Applied to 2026.02.x. Thanks

> ---
>  ...dd-targets-to-manage-static-building.patch | 73 -------------------
>  ...veral-defects-found-by-Coverity-scan.patch | 61 ----------------
>  package/giflib/giflib.hash                    | 10 +--
>  package/giflib/giflib.mk                      |  4 +-
>  4 files changed, 7 insertions(+), 141 deletions(-)
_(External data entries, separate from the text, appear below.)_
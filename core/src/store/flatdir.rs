//! `FlatDir`: one file per message, keyed by a random identifier.
//!
//! Near-direct port of `examples/original_source/ssm/message_directory.py`'s
//! `MessageDirectory`: UUID-named files, a no-op `lock`/`purge` (the
//! backend assumes a single writer), and mtime-sorted enumeration so the
//! oldest-modified entry is drained first.

use std::fs;
use std::path::{Path, PathBuf};
use std::time::SystemTime;

use tracing::warn;

use super::record::StoreRecord;
use super::{MessageStore, StoreError};

pub struct FlatDir {
    dir: PathBuf,
}

impl FlatDir {
    pub fn open(dir: &Path) -> Result<Self, StoreError> {
        fs::create_dir_all(dir).map_err(|e| StoreError::Io {
            path: dir.display().to_string(),
            source: e,
        })?;
        Ok(FlatDir {
            dir: dir.to_path_buf(),
        })
    }

    fn entry_path(&self, id: &str) -> PathBuf {
        self.dir.join(id)
    }

    fn entries_with_mtime(&self) -> Result<Vec<(String, SystemTime)>, StoreError> {
        let mut out = Vec::new();
        let read_dir = fs::read_dir(&self.dir).map_err(|e| StoreError::Io {
            path: self.dir.display().to_string(),
            source: e,
        })?;
        for entry in read_dir {
            let entry = match entry {
                Ok(e) => e,
                Err(e) => {
                    warn!("error reading {}: {}", self.dir.display(), e);
                    continue;
                }
            };
            let meta = match entry.metadata() {
                Ok(m) => m,
                Err(e) => {
                    warn!("error statting {:?}: {}", entry.path(), e);
                    continue;
                }
            };
            let mtime = meta.modified().unwrap_or(SystemTime::UNIX_EPOCH);
            out.push((entry.file_name().to_string_lossy().to_string(), mtime));
        }
        Ok(out)
    }
}

impl MessageStore for FlatDir {
    fn add_record(&self, record: StoreRecord) -> Result<String, StoreError> {
        let id = uuid::Uuid::new_v4().to_string();
        let encoded = bincode::serialize(&record)?;
        let path = self.entry_path(&id);
        if let Err(e) = fs::write(&path, &encoded) {
            warn!("could not create file {}: {}", path.display(), e);
        }
        Ok(id)
    }

    fn count(&self) -> Result<usize, StoreError> {
        Ok(self.entries_with_mtime()?.len())
    }

    fn enumerate(&self) -> Result<Vec<String>, StoreError> {
        let mut entries = self.entries_with_mtime()?;
        entries.sort_by_key(|(_, mtime)| *mtime);
        Ok(entries.into_iter().map(|(name, _)| name).collect())
    }

    fn lock(&self, _id: &str) -> Result<bool, StoreError> {
        // Single-writer assumed when this backend is chosen.
        Ok(true)
    }

    fn get_record(&self, id: &str) -> Result<StoreRecord, StoreError> {
        let path = self.entry_path(id);
        let bytes = fs::read(&path).map_err(|e| StoreError::Io {
            path: path.display().to_string(),
            source: e,
        })?;
        Ok(bincode::deserialize(&bytes)?)
    }

    fn remove(&self, id: &str) -> Result<(), StoreError> {
        let path = self.entry_path(id);
        if let Err(e) = fs::remove_file(&path) {
            warn!("could not remove {}, it may get resent: {}", id, e);
        }
        Ok(())
    }

    fn purge(&self) -> Result<(), StoreError> {
        // No intermediate directories or stale locks to clean up.
        Ok(())
    }
}

#[cfg(test)]
mod tests {
    use super::*;

    #[test]
    fn add_then_get_round_trips() {
        let dir = tempfile::tempdir().unwrap();
        let store = FlatDir::open(dir.path()).unwrap();
        let id = store.add(b"hello").unwrap();
        assert_eq!(store.get(&id).unwrap(), b"hello");
        assert_eq!(store.count().unwrap(), 1);
    }

    #[test]
    fn lock_always_succeeds() {
        let dir = tempfile::tempdir().unwrap();
        let store = FlatDir::open(dir.path()).unwrap();
        let id = store.add(b"x").unwrap();
        assert!(store.lock(&id).unwrap());
        assert!(store.lock(&id).unwrap());
    }

    #[test]
    fn enumerate_is_mtime_ascending() {
        let dir = tempfile::tempdir().unwrap();
        let store = FlatDir::open(dir.path()).unwrap();
        let first = store.add(b"first").unwrap();
        std::thread::sleep(std::time::Duration::from_millis(10));
        let second = store.add(b"second").unwrap();
        let order = store.enumerate().unwrap();
        assert_eq!(order, vec![first, second]);
    }

    #[test]
    fn remove_then_get_fails() {
        let dir = tempfile::tempdir().unwrap();
        let store = FlatDir::open(dir.path()).unwrap();
        let id = store.add(b"gone").unwrap();
        store.remove(&id).unwrap();
        assert!(store.get(&id).is_err());
    }
}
>  delete mode 100644 package/giflib/0001-Makefile-add-targets-to-manage-static-building.patch
>  delete mode 100644 package/giflib/0002-Fix-several-defects-found-by-Coverity-scan.patch
> 
> diff --git a/package/giflib/0001-Makefile-add-targets-to-manage-static-building.patch b/package/giflib/0001-Makefile-add-targets-to-manage-static-building.patch
> deleted file mode 100644
> index 31d7542e60..0000000000
> --- a/package/giflib/0001-Makefile-add-targets-to-manage-static-building.patch
> +++ /dev/null
> @@ -1,73 +0,0 @@
> -From 409af8210f2256eed4d2c73083aa75975f03424b Mon Sep 17 00:00:00 2001
> -From: Fabrice Fontaine <fontaine.fabrice@gmail.com>
> -Date: Fri, 12 Jul 2019 12:20:38 +0200
> -Subject: [PATCH] Makefile: add targets to manage static building
> -
> -Add static-lib, shared-lib, install-static-lib and install-shared-lib
> -targets to allow the user to build giflib when dynamic library support
> -is not available or enable on the toolchain
> -
> -Signed-off-by: Fabrice Fontaine <fontaine.fabrice@gmail.com>
> -[Dario: make the patch to be applied with fuzz factor 0]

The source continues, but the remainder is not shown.